Anatomie cliniquement pertinente ( éditer | source d’édition )

Ligaments latéraux

Entorse latérale de la cheville ( éditer | source d’édition )

La littérature suggère que 85 % des entorses de la cheville impliquent les ligaments latéraux. (4) Le ligament talo-fibulaire antérieur (LTFA) du complexe ligamentaire latéral de la cheville est le plus fréquemment endommagé lors d’une entorse latérale de la cheville. La localisation anatomique et le mécanisme de la lésion font que les ligaments calcanéo-fibulaires et talo-fibulaires postérieurs sont moins susceptibles de subir des charges dommageables.

Ligaments médians

Entorse médiale de la cheville ( éditer | source d’édition )

Sur le côté médial, le complexe ligamentaire deltoïde fort (ligaments tibio-talaire postérieur, tibio-calcanéen, tibio-naviculaire et tibio-talaire antérieur) est blessé par de puissants « mouvements de pronation et de rotation de l’arrière-pied ». (5)

Ligaments de la syndesmose

Entorse syndesmotique de la cheville ( éditer | source d’édition )

Les ligaments stabilisateurs de la syndesmose tibio-fibulaire distale sont les ligaments tibio-fibulaires antéro-inférieurs, postéro-inférieurs et transverse, la membrane et le ligament interosseux, et le ligament transverse inférieur. Une entorse syndesmotique de la cheville se produit lors de la combinaison d’une rotation externe de la jambe et d’une dorsiflexion de la cheville.

Facteurs de risque et résultats ( éditer | source d’édition )

Divers facteurs de prédisposition ont été identifiés comme facteurs de risque pour les entorses de la cheville.(3) Ces facteurs de risque peuvent avoir un impact significatif sur le rétablissement d’un patient. Il est donc important que le clinicien identifie les facteurs de risque afin de choisir le régime de traitement le plus approprié.(3) Ceux-ci sont divisés en deux catégories : facteurs intrinsèques et facteurs extrinsèques.

Les facteurs de risque intrinsèques pour la prédiction des résultats incluent : (5)

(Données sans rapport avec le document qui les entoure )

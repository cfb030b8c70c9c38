use std::fs::File;
use std::io::{self, BufRead, BufReader};
use std::path::{Path, PathBuf};

use puzzle_core::{order_urls, puzzle_url, ScanSettings};
use puzzle_logging::{puzzle_debug, puzzle_info, puzzle_trace};

#[derive(Debug, thiserror::Error)]
pub enum ScanError {
    #[error("cannot read log file {path}: {source}")]
    FileAccess {
        path: PathBuf,
        #[source]
        source: io::Error,
    },
}

/// Reads an access log and returns its unique puzzle URLs in sort-key order.
///
/// Lines are split on `\n`, stripped of a trailing `\r` and decoded lossily;
/// a stray non-UTF-8 byte in a user agent does not hide the GET path on the
/// same line.
pub fn read_urls(path: impl AsRef<Path>, settings: &ScanSettings) -> Result<Vec<String>, ScanError> {
    let path = path.as_ref();
    let file_access = |source: io::Error| ScanError::FileAccess {
        path: path.to_path_buf(),
        source,
    };

    let reader = BufReader::new(File::open(path).map_err(file_access)?);
    let mut matched = Vec::new();
    let mut line_count = 0usize;
    for raw in reader.split(b'\n') {
        let raw = raw.map_err(file_access)?;
        line_count += 1;
        let raw = raw.strip_suffix(b"\r").unwrap_or(&raw[..]);
        let line = String::from_utf8_lossy(raw);
        if let Some(url) = puzzle_url(&line, settings) {
            puzzle_trace!("line {} -> {}", line_count, url);
            matched.push(url);
        }
    }

    puzzle_debug!(
        "scanned {} lines of {:?}, {} matched marker {:?}",
        line_count,
        path,
        matched.len(),
        settings.marker
    );
    let ordered = order_urls(matched);
    puzzle_info!("found {} unique puzzle urls in {:?}", ordered.len(), path);
    Ok(ordered)
}
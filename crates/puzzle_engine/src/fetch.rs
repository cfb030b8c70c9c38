use std::time::Duration;

use futures_util::StreamExt;
use puzzle_logging::{puzzle_info, puzzle_trace};
use reqwest::header::{CONTENT_TYPE, LOCATION};

use crate::{DownloadEvent, FailureKind, FetchError, FetchMetadata, FetchOutput, ImageIndex};

#[derive(Debug, Clone)]
pub struct FetchSettings {
    pub connect_timeout: Duration,
    pub request_timeout: Duration,
    pub redirect_limit: usize,
    pub max_bytes: u64,
    /// Accepted `Content-Type` values; `image/*` style wildcards allowed.
    /// An empty list accepts any type.
    pub allowed_content_types: Vec<String>,
}

impl Default for FetchSettings {
    fn default() -> Self {
        Self {
            connect_timeout: Duration::from_secs(10),
            request_timeout: Duration::from_secs(30),
            redirect_limit: 5,
            max_bytes: 20 * 1024 * 1024,
            allowed_content_types: Vec::new(),
        }
    }
}

pub trait ProgressSink: Send + Sync {
    fn emit(&self, event: DownloadEvent);
}

/// Reports download progress through the logging facade.
#[derive(Debug, Default, Clone, Copy)]
pub struct LoggingSink;

impl ProgressSink for LoggingSink {
    fn emit(&self, event: DownloadEvent) {
        match event {
            DownloadEvent::Retrieving { index, url } => {
                puzzle_info!("retrieving image {} from {}", index, url)
            }
            DownloadEvent::Received { index, bytes } => {
                puzzle_trace!("image {}: {} bytes received", index, bytes)
            }
            DownloadEvent::Stored { index, path } => {
                puzzle_info!("stored image {} as {:?}", index, path)
            }
            DownloadEvent::IndexWritten { path } => puzzle_info!("wrote index {:?}", path),
        }
    }
}

#[async_trait::async_trait]
pub trait Fetcher: Send + Sync {
    async fn fetch(
        &self,
        index: ImageIndex,
        url: &str,
        sink: &dyn ProgressSink,
    ) -> Result<FetchOutput, FetchError>;
}

/// HTTP fetcher sharing one connection pool across every image.
///
/// Redirects are followed here rather than by reqwest so each request keeps
/// its own redirect count.
#[derive(Debug, Clone)]
pub struct ReqwestFetcher {
    settings: FetchSettings,
    client: reqwest::Client,
}

impl ReqwestFetcher {
    pub fn new(settings: FetchSettings) -> Result<Self, FetchError> {
        let client = reqwest::Client::builder()
            .connect_timeout(settings.connect_timeout)
            .timeout(settings.request_timeout)
            .redirect(reqwest::redirect::Policy::none())
            .build()
            .map_err(|err| FetchError::new(FailureKind::Network, err.to_string()))?;
        Ok(Self { settings, client })
    }

    /// Sends a GET and follows up to `redirect_limit` redirects.
    async fn send_following_redirects(
        &self,
        url: reqwest::Url,
    ) -> Result<(reqwest::Response, usize), FetchError> {
        let mut current = url;
        let mut redirect_count = 0;
        loop {
            let response = self
                .client
                .get(current.clone())
                .send()
                .await
                .map_err(map_reqwest_error)?;
            if !response.status().is_redirection() {
                return Ok((response, redirect_count));
            }
            // A 3xx without a usable Location is reported as a status failure.
            let Some(location) = response
                .headers()
                .get(LOCATION)
                .and_then(|value| value.to_str().ok())
            else {
                return Ok((response, redirect_count));
            };
            if redirect_count >= self.settings.redirect_limit {
                return Err(FetchError::new(
                    FailureKind::RedirectLimitExceeded,
                    format!("more than {} redirects", self.settings.redirect_limit),
                ));
            }
            current = current
                .join(location)
                .map_err(|err| FetchError::new(FailureKind::InvalidUrl, err.to_string()))?;
            redirect_count += 1;
            puzzle_trace!("redirect {} -> {}", redirect_count, current);
        }
    }

    fn is_content_type_allowed(&self, content_type: &str) -> bool {
        if self.settings.allowed_content_types.is_empty() {
            return true;
        }
        let ct = content_type.split(';').next().unwrap_or(content_type).trim();
        self.settings.allowed_content_types.iter().any(|allowed| {
            match allowed.strip_suffix("/*") {
                Some(major) => ct
                    .split_once('/')
                    .is_some_and(|(ct_major, _)| ct_major.eq_ignore_ascii_case(major)),
                None => allowed.eq_ignore_ascii_case(ct),
            }
        })
    }

    fn too_large(&self, actual: u64) -> FetchError {
        FetchError::new(
            FailureKind::TooLarge {
                max_bytes: self.settings.max_bytes,
                actual: Some(actual),
            },
            "response too large",
        )
    }
}

#[async_trait::async_trait]
impl Fetcher for ReqwestFetcher {
    async fn fetch(
        &self,
        index: ImageIndex,
        url: &str,
        sink: &dyn ProgressSink,
    ) -> Result<FetchOutput, FetchError> {
        let parsed = reqwest::Url::parse(url)
            .map_err(|err| FetchError::new(FailureKind::InvalidUrl, err.to_string()))?;
        let (response, redirect_count) = self.send_following_redirects(parsed).await?;

        let status = response.status();
        if !status.is_success() {
            return Err(FetchError::new(
                FailureKind::HttpStatus(status.as_u16()),
                status.to_string(),
            ));
        }

        if let Some(content_len) = response.content_length() {
            if content_len > self.settings.max_bytes {
                return Err(self.too_large(content_len));
            }
        }

        let final_url = response.url().to_string();
        let content_type = response
            .headers()
            .get(CONTENT_TYPE)
            .and_then(|value| value.to_str().ok())
            .map(|value| value.to_string());

        if let Some(ct) = content_type.as_deref() {
            if !self.is_content_type_allowed(ct) {
                return Err(FetchError::new(
                    FailureKind::UnsupportedContentType {
                        content_type: ct.to_string(),
                    },
                    "unsupported content type",
                ));
            }
        }

        let mut bytes = Vec::new();
        let mut stream = response.bytes_stream();
        while let Some(chunk) = stream.next().await {
            let chunk = chunk.map_err(map_reqwest_error)?;
            let next_len = bytes.len() as u64 + chunk.len() as u64;
            if next_len > self.settings.max_bytes {
                return Err(self.too_large(next_len));
            }
            bytes.extend_from_slice(&chunk);
            sink.emit(DownloadEvent::Received {
                index,
                bytes: bytes.len() as u64,
            });
        }

        let metadata = FetchMetadata {
            original_url: url.to_string(),
            final_url,
            redirect_count,
            content_type,
            byte_len: bytes.len() as u64,
        };

        Ok(FetchOutput { bytes, metadata })
    }
}

fn map_reqwest_error(err: reqwest::Error) -> FetchError {
    if err.is_timeout() {
        return FetchError::new(FailureKind::Timeout, err.to_string());
    }
    FetchError::new(FailureKind::Network, err.to_string())
}
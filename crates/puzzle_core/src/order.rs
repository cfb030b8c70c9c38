use std::collections::BTreeSet;
use std::sync::LazyLock;

use regex::Regex;

static WORD_PAIR: LazyLock<Regex> = LazyLock::new(|| {
    Regex::new(r"((?-u:\w)+)-((?-u:\w)+)\.(?-u:\w)+").expect("valid sort key regex")
});

/// Ordering key for a puzzle URL.
///
/// Takes the leftmost `word-word.ext` run in the URL and returns the word
/// between the hyphen and the dot. Words are ASCII only. URLs without such a
/// run sort by themselves.
pub fn sort_key(url: &str) -> &str {
    WORD_PAIR
        .captures(url)
        .and_then(|caps| caps.get(2))
        .map_or(url, |m| m.as_str())
}

/// Dedupes URLs and orders them ascending by [`sort_key`], then by the URL.
pub fn order_urls<I>(urls: I) -> Vec<String>
where
    I: IntoIterator<Item = String>,
{
    let unique: BTreeSet<String> = urls.into_iter().collect();
    let mut ordered: Vec<String> = unique.into_iter().collect();
    ordered.sort_by(|a, b| sort_key(a).cmp(sort_key(b)).then_with(|| a.cmp(b)));
    ordered
}
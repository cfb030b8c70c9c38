pub const INDEX_FILENAME: &str = "index.html";

/// Local name of the image stored at `index` in the list.
pub fn image_filename(index: usize) -> String {
    format!("img{index}")
}

pub fn image_tag(name: &str) -> String {
    format!("<img src='{name}'>")
}

/// Minimal HTML page showing every image, in the order given.
pub fn render_index<S: AsRef<str>>(names: &[S]) -> String {
    let tags: String = names.iter().map(|name| image_tag(name.as_ref())).collect();
    format!("<html>\n<body>\n{tags}\n</body>\n</html>\n")
}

  • L’âge et le sexe biologique : les athlètes féminines ont 25 % plus de risques de souffrir d’une entorse de la cheville de grade I (6)
  • Taille et poids : une augmentation de la taille ou du poids accroît proportionnellement le risque d’entorse en raison de l’augmentation du couple d’inversion
  • Le grade de la blessure
  • Le statut fonctionnel
  • Toute blessure associée, notamment des entorses antérieures
  • Les caractéristiques des membres inférieurs : la dominance, le type anatomique et la taille du pied, la laxité articulaire, l’alignement anatomique, l’amplitude de mouvement du complexe cheville-pied, et incluant les anomalies de biomécanique du pied telles que le pied plat, le pied creux et l’inversion accrue de l’arrière-pied sont des facteurs de risque de lésions de surmenage aux membres inférieurs. (7)
  • La force musculaire
  • La posture, en particulier le balancement postural : un balancement accru entraîne une multiplication par 7 des entorses de la cheville. (8)

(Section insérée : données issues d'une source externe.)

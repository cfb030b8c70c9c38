use std::fmt;
use std::path::PathBuf;

/// Position of an image in the ordered URL list; also its `img{n}` suffix.
pub type ImageIndex = usize;

#[derive(Debug, Clone, PartialEq, Eq)]
pub enum DownloadEvent {
    Retrieving { index: ImageIndex, url: String },
    Received { index: ImageIndex, bytes: u64 },
    Stored { index: ImageIndex, path: PathBuf },
    IndexWritten { path: PathBuf },
}

#[derive(Debug, Clone, PartialEq, Eq)]
pub struct FetchOutput {
    pub bytes: Vec<u8>,
    pub metadata: FetchMetadata,
}

#[derive(Debug, Clone, PartialEq, Eq)]
pub struct FetchMetadata {
    pub original_url: String,
    pub final_url: String,
    pub redirect_count: usize,
    pub content_type: Option<String>,
    pub byte_len: u64,
}

#[derive(Debug, Clone, PartialEq, Eq, thiserror::Error)]
#[error("{kind}: {message}")]
pub struct FetchError {
    pub kind: FailureKind,
    pub message: String,
}

impl FetchError {
    pub fn new(kind: FailureKind, message: impl Into<String>) -> Self {
        Self {
            kind,
            message: message.into(),
        }
    }
}

#[derive(Debug, Clone, PartialEq, Eq)]
pub enum FailureKind {
    InvalidUrl,
    HttpStatus(u16),
    Timeout,
    RedirectLimitExceeded,
    TooLarge { max_bytes: u64, actual: Option<u64> },
    UnsupportedContentType { content_type: String },
    Network,
}

impl fmt::Display for FailureKind {
    fn fmt(&self, f: &mut fmt::Formatter<'_>) -> fmt::Result {
        match self {
            FailureKind::InvalidUrl => write!(f, "invalid url"),
            FailureKind::HttpStatus(code) => write!(f, "http status {code}"),
            FailureKind::Timeout => write!(f, "timeout"),
            FailureKind::RedirectLimitExceeded => write!(f, "redirect limit exceeded"),
            FailureKind::TooLarge { max_bytes, actual } => {
                write!(f, "response too large (max {max_bytes}, actual {actual:?})")
            }
            FailureKind::UnsupportedContentType { content_type } => {
                write!(f, "unsupported content type {content_type}")
            }
            FailureKind::Network => write!(f, "network error"),
        }
    }
}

Les facteurs de risque extrinsèques pour la prédiction des résultats incluent :

  • Le niveau de compétition dans un sport : plus le niveau de compétition est élevé, plus le nombre d’entorses de la cheville est important.
  • Le port d’orthèses ou taping de cheville : l’introduction précoce de cette intervention peut réduire l’incidence des entorses de cheville récurrentes.
  • Le type de chaussure
  • Le manque d’étirements à l’échauffement
  • Les technique d’atterrissage après un saut (4)

En résumé, les facteurs pronostiques suivants laissent présager de bons résultats cliniques après une blessure au pied ou à la cheville : (3)

  • Un âge plus jeune
  • Entorse de faible grade
  • Faible niveau d’activité
  • Bon état fonctionnel
  • Bonne fonction neuromusculaire
  • Aucune blessure associée (3)

Des symptômes de longue durée et limitations fonctionnelles peuvent être prédits en fonction de la présence de :

  • Laxité systémique
  • Géométrie des articulations
  • Mauvais alignement du membre ou du pied
  • seconde entorse
  • Lésion multiligamentaire (3)

Systèmes de classification ( éditer | source d’édition )

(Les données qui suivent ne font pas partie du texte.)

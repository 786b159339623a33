//! Permission matrix types
//!
//! The backend resolves role permissions and per-user overrides into one
//! matrix keyed by resource name. These types decode that matrix and
//! answer "may the user perform `action` on `resource`?".
//!
//! Decoding is deliberately lenient: anything that is not literally
//! `true` counts as denied, and a malformed entry never fails the whole
//! matrix.

use std::collections::HashMap;
use std::fmt;
use std::str::FromStr;

use serde::{Deserialize, Deserializer, Serialize};
use serde_json::Value;
use thiserror::Error;

/// Action kind a permission is checked at.
#[derive(Debug, Clone, Copy, PartialEq, Eq, Hash, Serialize, Deserialize)]
#[serde(rename_all = "lowercase")]
pub enum Action {
    View,
    Add,
    Edit,
    Delete,
}

impl Action {
    pub const ALL: [Action; 4] = [Action::View, Action::Add, Action::Edit, Action::Delete];

    pub fn as_str(&self) -> &'static str {
        match self {
            Action::View => "view",
            Action::Add => "add",
            Action::Edit => "edit",
            Action::Delete => "delete",
        }
    }

    /// Key of this action's flag in a matrix entry (`can_view`, ...).
    pub fn flag_key(&self) -> &'static str {
        match self {
            Action::View => "can_view",
            Action::Add => "can_add",
            Action::Edit => "can_edit",
            Action::Delete => "can_delete",
        }
    }
}

impl fmt::Display for Action {
    fn fmt(&self, f: &mut fmt::Formatter<'_>) -> fmt::Result {
        f.write_str(self.as_str())
    }
}

#[derive(Debug, Clone, PartialEq, Eq, Error)]
#[error("unknown permission action: {0}")]
pub struct ParseActionError(pub String);

impl FromStr for Action {
    type Err = ParseActionError;

    fn from_str(s: &str) -> Result<Self, Self::Err> {
        match s {
            "view" => Ok(Action::View),
            "add" => Ok(Action::Add),
            "edit" => Ok(Action::Edit),
            "delete" => Ok(Action::Delete),
            other => Err(ParseActionError(other.to_string())),
        }
    }
}

/// Allowed actions on a single resource.
#[derive(Debug, Clone, Copy, Default, PartialEq, Eq, Serialize)]
pub struct ActionSet {
    pub can_view: bool,
    pub can_add: bool,
    pub can_edit: bool,
    pub can_delete: bool,
}

impl ActionSet {
    /// Nothing allowed.
    pub const NONE: ActionSet = ActionSet {
        can_view: false,
        can_add: false,
        can_edit: false,
        can_delete: false,
    };

    /// Everything allowed.
    pub const ALL: ActionSet = ActionSet {
        can_view: true,
        can_add: true,
        can_edit: true,
        can_delete: true,
    };

    pub fn allows(&self, action: Action) -> bool {
        match action {
            Action::View => self.can_view,
            Action::Add => self.can_add,
            Action::Edit => self.can_edit,
            Action::Delete => self.can_delete,
        }
    }

    /// Decode an entry, counting a flag only when it is the JSON boolean `true`.
    pub fn from_value(value: &Value) -> Self {
        let flag = |action: Action| matches!(value.get(action.flag_key()), Some(Value::Bool(true)));
        Self {
            can_view: flag(Action::View),
            can_add: flag(Action::Add),
            can_edit: flag(Action::Edit),
            can_delete: flag(Action::Delete),
        }
    }
}

impl<'de> Deserialize<'de> for ActionSet {
    fn deserialize<D: Deserializer<'de>>(deserializer: D) -> Result<Self, D::Error> {
        let value = Value::deserialize(deserializer)?;
        Ok(Self::from_value(&value))
    }
}

/// Resolved permission matrix: resource name → allowed actions.
///
/// Resources that are not listed allow nothing.
#[derive(Debug, Clone, Default, PartialEq, Eq, Serialize)]
#[serde(transparent)]
pub struct EffectivePermissions(HashMap<String, ActionSet>);

impl EffectivePermissions {
    pub fn new() -> Self {
        Self::default()
    }

    /// Decode a matrix response body. `null` and non-object bodies yield an empty matrix.
    pub fn from_value(value: &Value) -> Self {
        match value {
            Value::Object(entries) => Self(
                entries
                    .iter()
                    .map(|(resource, entry)| (resource.clone(), ActionSet::from_value(entry)))
                    .collect(),
            ),
            _ => Self::default(),
        }
    }

    pub fn get(&self, resource: &str) -> Option<&ActionSet> {
        self.0.get(resource)
    }

    pub fn allows(&self, resource: &str, action: Action) -> bool {
        self.0.get(resource).is_some_and(|set| set.allows(action))
    }

    pub fn insert(&mut self, resource: impl Into<String>, actions: ActionSet) -> Option<ActionSet> {
        self.0.insert(resource.into(), actions)
    }

    pub fn contains(&self, resource: &str) -> bool {
        self.0.contains_key(resource)
    }

    pub fn resources(&self) -> impl Iterator<Item = &str> {
        self.0.keys().map(String::as_str)
    }

    pub fn len(&self) -> usize {
        self.0.len()
    }

    pub fn is_empty(&self) -> bool {
        self.0.is_empty()
    }
}

impl<'de> Deserialize<'de> for EffectivePermissions {
    fn deserialize<D: Deserializer<'de>>(deserializer: D) -> Result<Self, D::Error> {
        let value = Value::deserialize(deserializer)?;
        Ok(Self::from_value(&value))
    }
}

impl<S: Into<String>> FromIterator<(S, ActionSet)> for EffectivePermissions {
    fn from_iter<I: IntoIterator<Item = (S, ActionSet)>>(iter: I) -> Self {
        Self(iter.into_iter().map(|(k, v)| (k.into(), v)).collect())
    }
}
//! Route guard
//!
//! Decides what a protected route renders: a loading placeholder while
//! permissions are in flight, the page itself, or a redirect home.

use serde::Serialize;
use shared::Action;

use crate::permission::PermissionGate;

/// Permission a route requires.
#[derive(Debug, Clone, PartialEq, Eq)]
pub struct RouteRequirement {
    /// Resource checked; `None` admits any loaded session.
    pub page: Option<String>,
    pub action: Action,
}

impl RouteRequirement {
    /// Require `view` on `page`
    pub fn page(page: impl Into<String>) -> Self {
        Self {
            page: Some(page.into()),
            action: Action::View,
        }
    }

    /// No resource requirement
    pub fn open() -> Self {
        Self {
            page: None,
            action: Action::View,
        }
    }

    pub fn with_action(mut self, action: Action) -> Self {
        self.action = action;
        self
    }
}

#[derive(Debug, Clone, Copy, PartialEq, Eq, Serialize)]
#[serde(rename_all = "snake_case")]
pub enum RouteAccess {
    /// Permissions still loading; show a placeholder.
    Loading,
    Granted,
    /// Redirect to [`RouteAccess::REDIRECT_TO`].
    Denied,
}

impl RouteAccess {
    pub const REDIRECT_TO: &'static str = "/";
}

/// Evaluate a route requirement against the gate.
pub fn evaluate(gate: &PermissionGate, requirement: &RouteRequirement) -> RouteAccess {
    let state = gate.snapshot();
    if state.is_loading {
        return RouteAccess::Loading;
    }

    let granted = state.is_superadmin
        || requirement
            .page
            .as_deref()
            .is_none_or(|page| state.check(page, requirement.action));

    if granted {
        RouteAccess::Granted
    } else {
        tracing::debug!(page = ?requirement.page, action = %requirement.action, "Route denied");
        RouteAccess::Denied
    }
}
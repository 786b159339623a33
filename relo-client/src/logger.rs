//! Logging Infrastructure
//!
//! Structured logging setup for applications embedding the client.

use std::path::Path;

use tracing_subscriber::EnvFilter;

/// Initialize the logger
pub fn init_logger() {
    init_logger_with_file(None, None);
}

/// Initialize the logger with optional daily-rolling file output.
///
/// `RUST_LOG` takes precedence over `log_level`. Calling this twice is
/// harmless; the second call leaves the first subscriber in place.
pub fn init_logger_with_file(log_level: Option<&str>, log_dir: Option<&str>) {
    let filter = EnvFilter::try_from_default_env()
        .unwrap_or_else(|_| EnvFilter::new(log_level.unwrap_or("info")));

    let subscriber = tracing_subscriber::fmt()
        .with_env_filter(filter)
        .with_file(false)
        .with_line_number(false)
        .with_thread_ids(false)
        .with_target(false);

    if let Some(dir) = log_dir {
        let log_path = Path::new(dir);
        if log_path.exists() {
            let file_appender = tracing_appender::rolling::daily(log_path, "relo-client");
            let _ = subscriber.with_writer(file_appender).try_init();
            return;
        }
        eprintln!("Log directory {dir} does not exist, logging to stdout");
    }

    let _ = subscriber.try_init();
}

Grades d’entorses de la cheville

Les lésions ligamentaires peuvent être classées en grade I, II ou III en fonction de leur gravité. Elles peuvent également être classées en entorses légères, modérées et graves à partir d’un système de classification fonctionnelle.

  • Le grade I représente une blessure microscopique sans étirement du ligament.
  • Le grade II présente un étirement macroscopique, mais le ligament reste intact ou, dans le cas d’une entorse plus grave, il peut être partiellement déchiré.
  • Le grade III correspond à une rupture complète du ligament.

Les entorses légères et modérées sont généralement de grades I ou II. Une entorse légère se caractérise par l’incapacité du patient à courir et à sauter, la difficulté à monter les escaliers et la présence d’un inconfort. Dans ce type d’entorse, les ligaments sont intacts.

Les entorses modérées nécessitent un soutien pour marcher, il y a la présence d’une douleur importante, d’un gonflement et d’une ecchymose.

Les entorses graves sont des entorses de grade III où la mise en charge est impossible, la douleur est élevée et où le patient doit subir des examens complémentaires en cas de fracture de la cheville. Une immobilisation est généralement nécessaire pendant 10 jours ou plus et la chirurgie devient souvent le traitement de choix.

Procédures de diagnostic ( modifier | source d’édition )

L’évaluation clinique, y compris les règles d’Ottawa pour la cheville et le pied, peut être étayée par d’autres examens, notamment :

Une radiographie : permet d’exclure une fracture de la cheville ou du médio-pied dans les 7 jours suivant la blessure. Il est recommandé de procéder à un test en position de mise en charge.

L’échographie: est considérée comme un bon outil de diagnostic des lésions ligamentaires, des déficiences fonctionnelles et de l’instabilité articulaire. La précision du diagnostic dépend des compétences du personnel qui effectue le test et de la qualité de l’équipement. L’échographie est moins sensible que l’IRM dans le diagnostic d’une lésion ligamentaire aiguë. (9) (10)

IRM Entorse de la cheville

L’IRM: référence absolue pour l’investigation des lésions intra-articulaires. (10) Aide au diagnostic des déchirures aiguës des ligaments talo-fibulaire et calcanéo-fibulaire antérieurs. Cependant, les résultats faux positifs peuvent constituer un défi pour le médecin traitant. L’IRM n’est pas considérée comme un examen de routine dans le cas d’une blessure aiguë de la cheville en raison du coût élevé de l’examen, de son accessibilité limitée et de l’incidence élevée de ce type de blessure. L’IRM peut être très utile pour diagnostiquer des lésions supplémentaires suspectées, notamment une lésion syndesmotique, des pathologies tendineuses ou en cas d’instabilité chronique de la cheville nécessitant des examens complémentaires.(10)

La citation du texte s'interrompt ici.